Oops, you are indeed right, the answer should be "no". I thought I'd
came away without primitive recursion, but here's a correct version
superset xs = superset' x . sort ys
where
x = sort xs
_ `superset` [] = True
[] `superset` _ = False
(x:xs) `superset'` (y:ys)
| x == y = xs `superset` ys
| x < y = xs `superset` (y:ys)
| otherwise = False
> If the answer is no, the
> following algorithm solves the problem and is faster then the one above:
>
> del y = del_acc []
> where del_acc _ [] = mzero
> del_acc v (x:xs) | x == y = return (v++xs)
> del_acc v (x:xs) = del_acc (x:v) xs
>
> super u = not . null . foldM (flip del) u
>
> main = interact $ unlines . filter ("ubuntu" `super`) . lines
The algorithm is correct but it's not faster, xs `super` ys takes
O(n*m) time whereas superset takes O(n * log n + m * log m) time given a
proper sorting algorithm. Here, n = length xs and m = length ys.
Actually, both algorithms are essentially the same except for the
sorting that allows to drop some equality tests.
(Note that memoizing x = sort xs over different ys speeds things up a
bit for the intended application.

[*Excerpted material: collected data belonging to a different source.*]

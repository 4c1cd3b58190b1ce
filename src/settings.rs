//! Remote API settings resolution.
//!
//! The API token, base URL and timeout can come from three places. Rather
//! than consulting globals, the fetcher is handed a [`SettingsChain`]: an
//! explicit, ordered list of [`SettingsProvider`]s where the first
//! non-empty answer wins.
//!
//! | Order | Provider | Source |
//! |-------|----------|--------|
//! | 1 | [`InlineSettings`] | `[remote]` table of the main config file |
//! | 2 | [`FileSettings`] | `settings.yaml` / `settings.yml`, else `settings.ini` |
//! | 3 | [`EnvSettings`] | `MEMENTO_TOKEN`, `MEMENTO_API_URL`, `MEMENTO_TIMEOUT` |
//!
//! Keys are dotted `section.key` paths (`memento.token`).

use anyhow::{bail, Context, Result};
use config::FileFormat;
use reqwest::Url;
use secrecy::SecretString;
use std::collections::BTreeMap;
use std::path::{Path, PathBuf};
use std::time::Duration;

use crate::config::RemoteConfig;

pub const KEY_TOKEN: &str = "memento.token";
pub const KEY_API_URL: &str = "memento.api_url";
pub const KEY_TIMEOUT: &str = "memento.timeout";

pub const DEFAULT_API_URL: &str = "https://api.mementodatabase.com";
pub const DEFAULT_TIMEOUT_SECS: u64 = 20;

/// One named source of settings values.
pub trait SettingsProvider: Send + Sync {
    /// Short label used in diagnostics (`"config"`, `"settings.yaml"`, `"env"`).
    fn name(&self) -> &str;

    fn get(&self, key: &str) -> Option<String>;
}

/// Values supplied in-process, normally the `[remote]` config table.
#[derive(Debug, Default, Clone)]
pub struct InlineSettings {
    values: BTreeMap<String, String>,
}

impl InlineSettings {
    pub fn new(values: BTreeMap<String, String>) -> Self {
        Self { values }
    }

    pub fn from_remote_config(remote: &RemoteConfig) -> Self {
        let mut values = BTreeMap::new();
        if let Some(token) = &remote.token {
            values.insert(KEY_TOKEN.to_string(), token.clone());
        }
        if let Some(url) = &remote.api_url {
            values.insert(KEY_API_URL.to_string(), url.clone());
        }
        if let Some(secs) = remote.timeout_secs {
            values.insert(KEY_TIMEOUT.to_string(), secs.to_string());
        }
        Self { values }
    }
}

impl SettingsProvider for InlineSettings {
    fn name(&self) -> &str {
        "config"
    }

    fn get(&self, key: &str) -> Option<String> {
        self.values.get(key).cloned()
    }
}

/// A local `settings.yaml` / `settings.ini` file.
pub struct FileSettings {
    label: String,
    inner: config::Config,
}

impl FileSettings {
    pub fn load(path: &Path) -> Result<Self> {
        let format = match path.extension().and_then(|e| e.to_str()) {
            Some("yaml" | "yml") => FileFormat::Yaml,
            Some("ini") => FileFormat::Ini,
            _ => bail!("Unsupported settings file: {}", path.display()),
        };
        let name = path
            .to_str()
            .with_context(|| format!("Non UTF-8 settings path: {}", path.display()))?;
        let inner = config::Config::builder()
            .add_source(config::File::new(name, format))
            .build()
            .with_context(|| format!("Failed to read settings file: {}", path.display()))?;
        let label = path
            .file_name()
            .map(|f| f.to_string_lossy().to_string())
            .unwrap_or_else(|| path.display().to_string());
        Ok(Self { label, inner })
    }

    /// Find the settings file in `dirs`: any YAML first, then any INI.
    ///
    /// A file that exists but fails to parse is skipped with a warning.
    pub fn discover(dirs: &[PathBuf]) -> Option<Self> {
        let yaml = dirs
            .iter()
            .flat_map(|d| [d.join("settings.yaml"), d.join("settings.yml")]);
        let ini = dirs.iter().map(|d| d.join("settings.ini"));

        for candidate in yaml.chain(ini) {
            if !candidate.is_file() {
                continue;
            }
            match Self::load(&candidate) {
                Ok(settings) => return Some(settings),
                Err(e) => tracing::warn!("ignoring {}: {:#}", candidate.display(), e),
            }
        }
        None
    }
}

impl SettingsProvider for FileSettings {
    fn name(&self) -> &str {
        &self.label
    }

    fn get(&self, key: &str) -> Option<String> {
        self.inner.get_string(key).ok()
    }
}

/// Process environment, through a fixed key → variable map.
pub struct EnvSettings {
    vars: Vec<(String, String)>,
}

impl Default for EnvSettings {
    fn default() -> Self {
        Self::with_vars(&[
            (KEY_TOKEN, "MEMENTO_TOKEN"),
            (KEY_API_URL, "MEMENTO_API_URL"),
            (KEY_TIMEOUT, "MEMENTO_TIMEOUT"),
        ])
    }
}

impl EnvSettings {
    pub fn with_vars(vars: &[(&str, &str)]) -> Self {
        Self {
            vars: vars
                .iter()
                .map(|(k, v)| (k.to_string(), v.to_string()))
                .collect(),
        }
    }
}

impl SettingsProvider for EnvSettings {
    fn name(&self) -> &str {
        "env"
    }

    fn get(&self, key: &str) -> Option<String> {
        let (_, var) = self.vars.iter().find(|(k, _)| k == key)?;
        std::env::var(var).ok()
    }
}

/// Ordered provider list; the first non-empty value wins.
pub struct SettingsChain {
    providers: Vec<Box<dyn SettingsProvider>>,
}

impl SettingsChain {
    pub fn new(providers: Vec<Box<dyn SettingsProvider>>) -> Self {
        Self { providers }
    }

    /// Config table, then a discovered settings file, then the environment.
    ///
    /// Settings files are searched in the working directory, the config
    /// file's directory and that directory's parent.
    pub fn standard(remote: &RemoteConfig, config_path: &Path) -> Self {
        let mut providers: Vec<Box<dyn SettingsProvider>> =
            vec![Box::new(InlineSettings::from_remote_config(remote))];
        if let Some(file) = FileSettings::discover(&search_dirs(config_path)) {
            providers.push(Box::new(file));
        }
        providers.push(Box::new(EnvSettings::default()));
        Self::new(providers)
    }

    pub fn get(&self, key: &str) -> Option<String> {
        self.lookup(key).map(|(value, _)| value)
    }

    /// Value and the name of the provider that supplied it.
    pub fn lookup(&self, key: &str) -> Option<(String, &str)> {
        self.providers.iter().find_map(|p| {
            p.get(key)
                .map(|v| strip_quotes(&v).to_string())
                .filter(|v| !v.is_empty())
                .map(|v| (v, p.name()))
        })
    }
}

fn search_dirs(config_path: &Path) -> Vec<PathBuf> {
    let mut dirs = Vec::new();
    if let Ok(cwd) = std::env::current_dir() {
        dirs.push(cwd);
    }
    if let Some(dir) = config_path.parent().filter(|d| !d.as_os_str().is_empty()) {
        dirs.push(dir.to_path_buf());
        if let Some(parent) = dir.parent().filter(|d| !d.as_os_str().is_empty()) {
            dirs.push(parent.to_path_buf());
        }
    }
    dirs.dedup();
    dirs
}

fn strip_quotes(s: &str) -> &str {
    s.trim().trim_matches('"').trim_matches('\'').trim()
}

/// Fully resolved connection settings for the Memento API.
#[derive(Debug)]
pub struct RemoteSettings {
    /// Base URL, always ending in the `/v1` segment.
    pub api_url: Url,
    pub token: SecretString,
    pub timeout: Duration,
}

impl RemoteSettings {
    /// Resolve settings from `chain`. A missing token is a hard error.
    pub fn resolve(chain: &SettingsChain) -> Result<Self> {
        let token = match chain.lookup(KEY_TOKEN) {
            Some((token, source)) => {
                tracing::debug!("API token taken from {}", source);
                token
            }
            None => bail!(
                "Memento token missing: set [remote].token in the config, '{}' in \
                 settings.yaml/settings.ini, or the MEMENTO_TOKEN environment variable",
                KEY_TOKEN
            ),
        };

        let raw_url = chain
            .get(KEY_API_URL)
            .unwrap_or_else(|| DEFAULT_API_URL.to_string());
        let api_url = versioned_base(&raw_url)?;

        let timeout_secs = match chain.get(KEY_TIMEOUT) {
            Some(raw) => raw.parse::<u64>().unwrap_or_else(|_| {
                tracing::warn!("invalid {} '{}', using {}s", KEY_TIMEOUT, raw, DEFAULT_TIMEOUT_SECS);
                DEFAULT_TIMEOUT_SECS
            }),
            None => DEFAULT_TIMEOUT_SECS,
        };

        Ok(Self {
            api_url,
            token: SecretString::new(token.into()),
            timeout: Duration::from_secs(timeout_secs),
        })
    }
}

/// Remove inline `;`/`#` comments, quotes and stray whitespace from a URL
/// read out of an INI or YAML file.
pub fn sanitize_url(raw: &str) -> String {
    let cut = raw.split([';', '#']).next().unwrap_or("");
    let unquoted = strip_quotes(cut);
    unquoted.split_whitespace().collect::<Vec<_>>().join(" ")
}

/// Parse the API base URL and force it to end with `/v1`.
pub fn versioned_base(raw: &str) -> Result<Url> {
    let clean = sanitize_url(raw);
    let trimmed = clean.trim_end_matches('/');
    let with_version = if trimmed.ends_with("/v1") {
        trimmed.to_string()
    } else {
        format!("{}/v1", trimmed)
    };
    Url::parse(&with_version).with_context(|| format!("Invalid Memento API URL: '{}'", raw))
}

#[cfg(test)]
mod tests {
    use super::*;
    use secrecy::ExposeSecret;
    use tempfile::TempDir;

    fn inline(pairs: &[(&str, &str)]) -> InlineSettings {
        InlineSettings::new(
            pairs
                .iter()
                .map(|(k, v)| (k.to_string(), v.to_string()))
                .collect(),
        )
    }

    #[test]
    fn first_provider_wins() {
        let chain = SettingsChain::new(vec![
            Box::new(inline(&[(KEY_TOKEN, "from-config")])),
            Box::new(inline(&[(KEY_TOKEN, "from-file"), (KEY_TIMEOUT, "5")])),
        ]);
        assert_eq!(
            chain.lookup(KEY_TOKEN),
            Some(("from-config".to_string(), "config"))
        );
        assert_eq!(chain.get(KEY_TIMEOUT).as_deref(), Some("5"));
        assert_eq!(chain.get(KEY_API_URL), None);
    }

    #[test]
    fn empty_values_fall_through() {
        let chain = SettingsChain::new(vec![
            Box::new(inline(&[(KEY_TOKEN, "  ")])),
            Box::new(inline(&[(KEY_TOKEN, "\"abc\"")])),
        ]);
        assert_eq!(chain.get(KEY_TOKEN).as_deref(), Some("abc"));
    }

    #[test]
    fn env_provider_reads_mapped_variable() {
        std::env::set_var("MDASH_TEST_TOKEN_ENV_PROVIDER", "env-token");
        let env = EnvSettings::with_vars(&[(KEY_TOKEN, "MDASH_TEST_TOKEN_ENV_PROVIDER")]);
        assert_eq!(env.get(KEY_TOKEN).as_deref(), Some("env-token"));
        assert_eq!(env.get(KEY_API_URL), None);
    }

    #[test]
    fn yaml_file_is_preferred_over_ini() {
        let tmp = TempDir::new().unwrap();
        std::fs::write(
            tmp.path().join("settings.ini"),
            "[memento]\ntoken = ini-token\n",
        )
        .unwrap();
        std::fs::write(
            tmp.path().join("settings.yaml"),
            "memento:\n  token: yaml-token\n  timeout: 7\n",
        )
        .unwrap();

        let file = FileSettings::discover(&[tmp.path().to_path_buf()]).unwrap();
        assert_eq!(file.name(), "settings.yaml");
        assert_eq!(file.get(KEY_TOKEN).as_deref(), Some("yaml-token"));
        assert_eq!(file.get(KEY_TIMEOUT).as_deref(), Some("7"));
    }

    #[test]
    fn ini_file_is_read() {
        let tmp = TempDir::new().unwrap();
        std::fs::write(
            tmp.path().join("settings.ini"),
            "[memento]\ntoken = ini-token\napi_url = https://example.org/api\n",
        )
        .unwrap();
        let file = FileSettings::discover(&[tmp.path().to_path_buf()]).unwrap();
        assert_eq!(file.get(KEY_TOKEN).as_deref(), Some("ini-token"));
    }

    #[test]
    fn missing_token_is_an_error() {
        let chain = SettingsChain::new(vec![Box::new(inline(&[]))]);
        let err = RemoteSettings::resolve(&chain).unwrap_err();
        assert!(err.to_string().contains("token missing"));
    }

    #[test]
    fn resolve_applies_defaults() {
        let chain = SettingsChain::new(vec![Box::new(inline(&[(KEY_TOKEN, "t")]))]);
        let settings = RemoteSettings::resolve(&chain).unwrap();
        assert_eq!(settings.api_url.as_str(), "https://api.mementodatabase.com/v1");
        assert_eq!(settings.timeout, Duration::from_secs(20));
        assert_eq!(settings.token.expose_secret(), "t");
    }

    #[test]
    fn url_is_sanitized_and_versioned() {
        assert_eq!(
            versioned_base("\"https://api.example.com/\" ; prod").unwrap().as_str(),
            "https://api.example.com/v1"
        );
        assert_eq!(
            versioned_base("https://api.example.com/v1/").unwrap().as_str(),
            "https://api.example.com/v1"
        );
        assert!(versioned_base("not a url").is_err());
    }
}
//! Import plan loading.
//!
//! A plan lists the Memento libraries to import and where each one lands.
//! Two file formats are accepted and normalize to the same [`SourceSpec`]:
//!
//! ```ini
//! ; batch.ini: one section per source
//! [sex]
//! mode = cloud
//! library_id = AbCdEf123
//! table = sex
//! id_mode = id
//! tempo_col = inizio
//! limit = 500
//! ```
//!
//! ```yaml
//! # batch.yaml: a list, a name → source mapping, or either under `sources:`
//! sources:
//!   - library_id: AbCdEf123
//!     table: sex
//!     tempo_col: inizio
//! ```
//!
//! Only `mode = cloud` sources are imported; the others are kept in the
//! plan so `mdash import` can report them as skipped.

use anyhow::{bail, Context, Result};
use config::FileFormat;
use indexmap::IndexMap;
use serde::Deserialize;
use std::fmt;
use std::path::Path;

use crate::ident;
use crate::schema::{EXT_ID, RAW};

/// How the `ext_id` of an entry is derived.
#[derive(Debug, Clone, Copy, PartialEq, Eq)]
pub enum IdMode {
    /// The entry's own identifier (`id`, `_id` or `uuid`).
    Id,
    /// A truncated SHA-256 of the canonical JSON of the whole entry.
    Hash,
}

impl IdMode {
    fn parse(raw: &str) -> Result<Self> {
        match raw.trim().to_ascii_lowercase().as_str() {
            "" | "id" => Ok(IdMode::Id),
            "hash" => Ok(IdMode::Hash),
            other => bail!("unknown id_mode '{}' (expected 'id' or 'hash')", other),
        }
    }
}

impl fmt::Display for IdMode {
    fn fmt(&self, f: &mut fmt::Formatter<'_>) -> fmt::Result {
        match self {
            IdMode::Id => write!(f, "id"),
            IdMode::Hash => write!(f, "hash"),
        }
    }
}

#[derive(Debug, Clone, PartialEq, Eq)]
pub enum ExecMode {
    Cloud,
    Other(String),
}

impl ExecMode {
    fn parse(raw: &str) -> Self {
        match raw.trim().to_ascii_lowercase().as_str() {
            "" | "cloud" => ExecMode::Cloud,
            other => ExecMode::Other(other.to_string()),
        }
    }
}

/// One source of an import plan.
#[derive(Debug, Clone, PartialEq, Eq)]
pub struct SourceSpec {
    /// Section name (INI), mapping key or table name (YAML).
    pub name: String,
    pub library_id: String,
    pub table: String,
    /// Kept for compatibility; entries are always read from `/entries`.
    pub form: Option<String>,
    pub id_mode: IdMode,
    pub tempo_col: String,
    pub limit: Option<usize>,
    pub mode: ExecMode,
}

impl SourceSpec {
    pub fn is_active(&self) -> bool {
        self.mode == ExecMode::Cloud
    }
}

/// Ordered list of sources, immutable for the duration of a run.
#[derive(Debug, Clone, Default, PartialEq, Eq)]
pub struct ImportPlan {
    pub sources: Vec<SourceSpec>,
}

impl ImportPlan {
    /// Load a plan, picking the parser from the file extension.
    pub fn load(path: &Path) -> Result<Self> {
        let ext = path
            .extension()
            .and_then(|e| e.to_str())
            .map(str::to_ascii_lowercase);
        let raw = match ext.as_deref() {
            Some("ini") => read_ini(path)?,
            Some("yaml" | "yml") => {
                let text = std::fs::read_to_string(path)
                    .with_context(|| format!("Failed to read plan file: {}", path.display()))?;
                parse_yaml(&text)?
            }
            _ => bail!(
                "Unsupported plan format: {} (expected .ini, .yaml or .yml)",
                path.display()
            ),
        };

        let sources = raw
            .into_iter()
            .map(|(name, src)| {
                src.into_spec(&name)
                    .with_context(|| format!("{}: source '{}'", path.display(), name))
            })
            .collect::<Result<Vec<_>>>()?;
        Ok(Self { sources })
    }

    pub fn active(&self) -> impl Iterator<Item = &SourceSpec> {
        self.sources.iter().filter(|s| s.is_active())
    }

    /// Source by name, falling back to table name.
    pub fn find(&self, name: &str) -> Option<&SourceSpec> {
        self.sources
            .iter()
            .find(|s| s.name == name)
            .or_else(|| self.sources.iter().find(|s| s.table == name))
    }
}

/// INI values are always text; YAML ones may be numbers.
#[derive(Debug, Clone, Deserialize)]
#[serde(untagged)]
enum Scalar {
    Int(i64),
    Text(String),
}

impl Scalar {
    fn text(&self) -> String {
        match self {
            Scalar::Int(n) => n.to_string(),
            Scalar::Text(s) => s.trim().to_string(),
        }
    }
}

#[derive(Debug, Clone, Default, Deserialize)]
struct RawSource {
    #[serde(default)]
    name: Option<String>,
    #[serde(default)]
    mode: Option<String>,
    #[serde(default)]
    library_id: Option<Scalar>,
    #[serde(default)]
    table: Option<String>,
    #[serde(default)]
    form: Option<String>,
    #[serde(default)]
    id_mode: Option<String>,
    #[serde(default)]
    tempo_col: Option<String>,
    #[serde(default)]
    limit: Option<Scalar>,
}

impl RawSource {
    fn into_spec(self, name: &str) -> Result<SourceSpec> {
        let library_id = self
            .library_id
            .map(|s| s.text())
            .filter(|s| !s.is_empty())
            .context("missing library_id")?;
        let table = self
            .table
            .map(|s| s.trim().to_string())
            .filter(|s| !s.is_empty())
            .context("missing table")?;
        ident::validate(&table).context("table")?;

        let tempo_col = self
            .tempo_col
            .map(|s| s.trim().to_string())
            .filter(|s| !s.is_empty())
            .unwrap_or_else(|| "tempo".to_string());
        ident::validate(&tempo_col).context("tempo_col")?;
        if ["id", EXT_ID, RAW]
            .iter()
            .any(|reserved| tempo_col.eq_ignore_ascii_case(reserved))
        {
            bail!("tempo_col '{}' clashes with a base column", tempo_col);
        }

        let limit = match self.limit.as_ref().map(Scalar::text).as_deref() {
            None | Some("") => None,
            Some(text) => {
                let n: usize = text
                    .parse()
                    .with_context(|| format!("limit must be a non-negative integer, got '{}'", text))?;
                // 0 means "no cap"
                (n > 0).then_some(n)
            }
        };

        Ok(SourceSpec {
            name: self.name.unwrap_or_else(|| name.to_string()),
            library_id,
            table,
            form: self.form.filter(|f| !f.trim().is_empty()),
            id_mode: IdMode::parse(self.id_mode.as_deref().unwrap_or(""))?,
            tempo_col,
            limit,
            mode: ExecMode::parse(self.mode.as_deref().unwrap_or("")),
        })
    }
}

fn read_ini(path: &Path) -> Result<Vec<(String, RawSource)>> {
    let name = path
        .to_str()
        .with_context(|| format!("Non UTF-8 plan path: {}", path.display()))?;
    let sections: IndexMap<String, RawSource> = config::Config::builder()
        .add_source(config::File::new(name, FileFormat::Ini))
        .build()
        .and_then(|c| c.try_deserialize())
        .with_context(|| format!("Failed to read plan file: {}", path.display()))?;
    Ok(sections.into_iter().collect())
}

fn parse_yaml(text: &str) -> Result<Vec<(String, RawSource)>> {
    let doc: serde_yaml::Value = serde_yaml::from_str(text).context("Invalid YAML plan")?;
    let body = match doc.get("sources") {
        Some(inner) => inner.clone(),
        None => doc,
    };

    let mut out = Vec::new();
    match body {
        serde_yaml::Value::Null => {}
        serde_yaml::Value::Sequence(items) => {
            for (i, item) in items.into_iter().enumerate() {
                if !item.is_mapping() {
                    tracing::warn!("plan item {} is not a mapping, ignored", i);
                    continue;
                }
                let src: RawSource = serde_yaml::from_value(item)
                    .with_context(|| format!("plan item {}", i))?;
                let name = src
                    .name
                    .clone()
                    .or_else(|| src.table.clone())
                    .unwrap_or_else(|| format!("source{}", i + 1));
                out.push((name, src));
            }
        }
        serde_yaml::Value::Mapping(map) => {
            for (key, item) in map {
                let name = match key {
                    serde_yaml::Value::String(s) => s,
                    other => serde_yaml::to_string(&other)?.trim().to_string(),
                };
                if !item.is_mapping() {
                    tracing::warn!("plan entry '{}' is not a mapping, ignored", name);
                    continue;
                }
                let src: RawSource = serde_yaml::from_value(item)
                    .with_context(|| format!("plan entry '{}'", name))?;
                out.push((name, src));
            }
        }
        _ => bail!("YAML plan must be a list or a mapping of sources"),
    }
    Ok(out)
}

This way, (sort "ubuntu") is only
computed once and the running time over many ys approaches O(n + m*log m).)
Regards,
apfelmus
PS: Some exercises for the interested reader:
1) Still, the algorithm super has an advantage over superset. Which one?
2) Put xs into a good data structure and achieve a O(m * log n) time for
multiple ys.
3) Is this running time always better than the aforementioned O(n +
m*log m)? What about very large m > n?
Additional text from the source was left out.